What we need is a single platform to build badass applications with that can be distributed to anyone running the same platform. The problem has been exactly that: there are as many software platforms as they are hardware platforms. We can’t link each other because everyone is floating on a different island, each without a ship to sail to other islands. But with Android, we’re all in the same place, and the only thing that will change is the hardware–which grants us more computing power to build better applications with, all on the same framework.

Anyone (you, me, that dude over there) will be able to create an application for this platform and be able to distribute it to millions, and in time perhaps billions of people all over the world. This is the platform I’ve been waiting for to build a truly useful ZoomWorld with. We could use it to circumvent the broken monetary system we’re running on and create the first mass-produced augmented reality device. It will connect people in ways we didn’t know were possible, just like what happened when the internet came about. This is the next giant leap forward in our struggle to tame the technologies we’ve created.
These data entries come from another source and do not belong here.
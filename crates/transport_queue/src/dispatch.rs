//! Lifecycle of a single queue entry.
//!
//! ```text
//! waiting ──startLoading──▶ loading ──markLoaded──▶ loaded
//!    │  ╲                      │
//!    │   requestSpecial        knockOff
//!    │      ╲                  ▼
//!    │       ▶ special ──▶ knocked_off
//!    └──────knockOff──────────▲
//! ```
//!
//! `special` skips loading: it is either marked loaded directly or knocked
//! off. `loaded` and `knocked_off` are terminal.

use chrono::{DateTime, Local};
use model::queue::{QueueEntry, QueueStatus};

use crate::{RequestError, RequestResult};

#[derive(Debug, Clone, PartialEq, Eq)]
pub enum Action {
    StartLoading,
    MarkLoaded,
    KnockOff { reason: String },
    RequestSpecial,
}

impl Action {
    pub fn name(&self) -> &'static str {
        match self {
            Self::StartLoading => "startLoading",
            Self::MarkLoaded => "markLoaded",
            Self::KnockOff { .. } => "knockOff",
            Self::RequestSpecial => "requestSpecial",
        }
    }

    pub fn target(&self) -> QueueStatus {
        match self {
            Self::StartLoading => QueueStatus::Loading,
            Self::MarkLoaded => QueueStatus::Loaded,
            Self::KnockOff { .. } => QueueStatus::KnockedOff,
            Self::RequestSpecial => QueueStatus::Special,
        }
    }

    /// Maps a requested target status onto the action that reaches it. There
    /// is no way back to `waiting`.
    pub fn from_target_status(
        status: QueueStatus,
        reason: Option<String>,
    ) -> RequestResult<Self> {
        match status {
            QueueStatus::Loading => Ok(Self::StartLoading),
            QueueStatus::Loaded => Ok(Self::MarkLoaded),
            QueueStatus::KnockedOff => Ok(Self::KnockOff {
                reason: reason.unwrap_or_default(),
            }),
            QueueStatus::Special => Ok(Self::RequestSpecial),
            QueueStatus::Waiting => Err(RequestError::invalid(
                "An entry can not be put back to `waiting`.",
            )),
        }
    }
}

/// How the acting user relates to the entry being changed.
#[derive(Debug, Clone, Copy, PartialEq, Eq, Default)]
pub struct Relation {
    /// Coordinator of the entry's station.
    pub coordinator: bool,
    /// Driver who owns the entry.
    pub owner: bool,
}

impl Relation {
    pub fn permits(&self, action: &Action) -> bool {
        match action {
            Action::RequestSpecial => self.coordinator || self.owner,
            Action::StartLoading | Action::MarkLoaded | Action::KnockOff { .. } => {
                self.coordinator
            }
        }
    }
}

pub fn next_status(from: QueueStatus, action: &Action) -> Option<QueueStatus> {
    use QueueStatus::*;

    match (from, action) {
        (Waiting, Action::StartLoading) => Some(Loading),
        (Loading | Special, Action::MarkLoaded) => Some(Loaded),
        (Waiting | Loading | Special, Action::KnockOff { .. }) => Some(KnockedOff),
        (Waiting, Action::RequestSpecial) => Some(Special),
        _ => None,
    }
}

/// Checks the authority of the actor and applies the action to the entry,
/// stamping the time of the transition. The entry is left untouched on error.
///
/// Leaving `waiting` clears the position. Closing the gap behind it is up to
/// the caller.
pub fn apply(
    entry: &mut QueueEntry,
    action: Action,
    relation: Relation,
    now: DateTime<Local>,
) -> RequestResult<()> {
    if !relation.permits(&action) {
        return Err(RequestError::unauthorized(format!(
            "You are not allowed to {} this entry.",
            action.name()
        )));
    }

    let status = next_status(entry.status, &action).ok_or_else(|| {
        RequestError::IllegalTransition {
            from: entry.status,
            attempted: action.target().to_string(),
        }
    })?;

    match action {
        Action::StartLoading => {
            entry.loading_start_time = Some(now);
        }
        Action::MarkLoaded => {
            entry.loading_end_time = Some(now);
            entry.departure_time = Some(now);
        }
        Action::KnockOff { reason } => {
            let reason = reason.trim();
            if reason.is_empty() {
                return Err(RequestError::invalid(
                    "A reason is required to knock off a vehicle.",
                ));
            }
            entry.knock_off_time = Some(now);
            entry.knock_off_reason = Some(reason.to_owned());
        }
        Action::RequestSpecial => {
            entry.special_request = true;
            entry.special_request_time = Some(now);
        }
    }

    entry.status = status;
    if status != QueueStatus::Waiting {
        entry.position = None;
    }
    Ok(())
}

#[cfg(test)]
mod tests {
    use model::ExampleData;

    use super::*;

    const COORDINATOR: Relation = Relation {
        coordinator: true,
        owner: false,
    };

    const OWNER: Relation = Relation {
        coordinator: false,
        owner: true,
    };

    fn entry(status: QueueStatus) -> QueueEntry {
        let mut entry = QueueEntry::example_data();
        entry.status = status;
        entry.position = (status == QueueStatus::Waiting).then_some(1);
        entry
    }

    fn knock_off() -> Action {
        Action::KnockOff {
            reason: "breakdown".to_owned(),
        }
    }

    #[test]
    fn transition_table() {
        use QueueStatus::*;

        let actions = [
            Action::StartLoading,
            Action::MarkLoaded,
            knock_off(),
            Action::RequestSpecial,
        ];
        let expected = [
            (Waiting, [Some(Loading), None, Some(KnockedOff), Some(Special)]),
            (Loading, [None, Some(Loaded), Some(KnockedOff), None]),
            (Special, [None, Some(Loaded), Some(KnockedOff), None]),
            (Loaded, [None, None, None, None]),
            (KnockedOff, [None, None, None, None]),
        ];
        for (from, targets) in expected {
            for (action, target) in actions.iter().zip(targets) {
                assert_eq!(next_status(from, action), target, "{} {:?}", from, action);
            }
        }
    }

    #[test]
    fn loading_then_loaded_stamps_times() {
        let now = Local::now();
        let mut entry = entry(QueueStatus::Waiting);

        apply(&mut entry, Action::StartLoading, COORDINATOR, now).unwrap();
        assert_eq!(entry.status, QueueStatus::Loading);
        assert_eq!(entry.position, None);
        assert_eq!(entry.loading_start_time, Some(now));

        apply(&mut entry, Action::MarkLoaded, COORDINATOR, now).unwrap();
        assert_eq!(entry.status, QueueStatus::Loaded);
        assert_eq!(entry.loading_end_time, Some(now));
        assert_eq!(entry.departure_time, Some(now));
    }

    #[test]
    fn terminal_entries_refuse_everything() {
        let mut entry = entry(QueueStatus::Loaded);
        let result = apply(&mut entry, Action::StartLoading, COORDINATOR, Local::now());
        match result {
            Err(RequestError::IllegalTransition { from, attempted }) => {
                assert_eq!(from, QueueStatus::Loaded);
                assert_eq!(attempted, "loading");
            }
            other => panic!("unexpected result {:?}", other),
        }
        assert_eq!(entry.status, QueueStatus::Loaded);
    }

    #[test]
    fn knock_off_requires_a_reason() {
        let mut entry = entry(QueueStatus::Waiting);
        let blank = Action::KnockOff {
            reason: "  ".to_owned(),
        };
        let result = apply(&mut entry, blank, COORDINATOR, Local::now());
        assert!(matches!(result, Err(RequestError::Invalid(_))));
        assert_eq!(entry.status, QueueStatus::Waiting);
        assert_eq!(entry.position, Some(1));

        apply(&mut entry, knock_off(), COORDINATOR, Local::now()).unwrap();
        assert_eq!(entry.status, QueueStatus::KnockedOff);
        assert_eq!(entry.knock_off_reason.as_deref(), Some("breakdown"));
        assert!(entry.knock_off_time.is_some());
    }

    #[test]
    fn drivers_may_only_request_special() {
        let mut entry = entry(QueueStatus::Waiting);
        let result = apply(&mut entry, Action::StartLoading, OWNER, Local::now());
        assert!(matches!(result, Err(RequestError::Unauthorized(_))));

        apply(&mut entry, Action::RequestSpecial, OWNER, Local::now()).unwrap();
        assert_eq!(entry.status, QueueStatus::Special);
        assert!(entry.special_request);
        assert!(entry.special_request_time.is_some());

        let stranger = Relation::default();
        let result = apply(&mut entry, knock_off(), stranger, Local::now());
        assert!(matches!(result, Err(RequestError::Unauthorized(_))));
    }

    #[test]
    fn special_twice_is_illegal() {
        let mut entry = entry(QueueStatus::Special);
        let result = apply(&mut entry, Action::RequestSpecial, OWNER, Local::now());
        assert!(matches!(
            result,
            Err(RequestError::IllegalTransition {
                from: QueueStatus::Special,
                ..
            })
        ));
    }

    #[test]
    fn target_status_maps_to_actions() {
        assert_eq!(
            Action::from_target_status(QueueStatus::Loading, None).unwrap(),
            Action::StartLoading
        );
        assert_eq!(
            Action::from_target_status(QueueStatus::KnockedOff, Some("late".into())).unwrap(),
            Action::KnockOff {
                reason: "late".to_owned()
            }
        );
        assert!(Action::from_target_status(QueueStatus::Waiting, None).is_err());
    }
}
We’re finally coming around to utilizing the full power of the net (this iteration of it anyway).

Hold tight, this is going to be one wild ride.

How to elect a president

Sunday, November 11th, 2007

An extremely intelligent fellow by the name of Peter Norvig recently wrote a nice essay about a better way to hire a president.

We can’t or won’t have that method anytime soon, so for now, let’s use our greatest invention (the internet) to determine who should be president. And why not? The internet is the perfect platform for determining such things because it is unguided and ungoverned. It’s a level playing field that let’s everyone have a say (but if what they say is stupid, it’ll be ignored, as it should be). It’s available to anyone as well, thanks to libraries, and also available anywhere, thanks to mobile devices.

You might have noticed the top runner in Internet Land: Ron Paul. Why? I think it’s because internet users such as you and I have to sift through the wealth of diversity and information that is on the net, and so we’ve gotten good at getting to the heart of the matter. Ron Paul has done just this with regards to governance. He embraces the fundamental concept that made our country great in the first place: capitalism. Free markets. Of course capitalism “allows” bad things–it’s a tool, and as such, it will inevitably be abused. However, most attempts to keep bad people from exploiting free markets have backfired (eg outlaw guns so only outlaws will have guns). So let it be, and that’s what Ron Paul will do (among other things). Check this out:

Awesome.

The most wonderful aspect of the internet as a communications tool is that it has the potential to fix some very broken things that our society has been running on. Namely, the party system. We no longer need parties to tell us who is who and how they’re different. We can all gather information on the candidates quickly and easily from thousands of different sources if we want… effectively making the party system obsolete (as well as the electoral system, but that was out of date since the advent of TV). Well, here’s to hoping, but if TV was any indication of how things will change… we’re fucked (not only did it not get rid of the electoral college, but it boosted the party system).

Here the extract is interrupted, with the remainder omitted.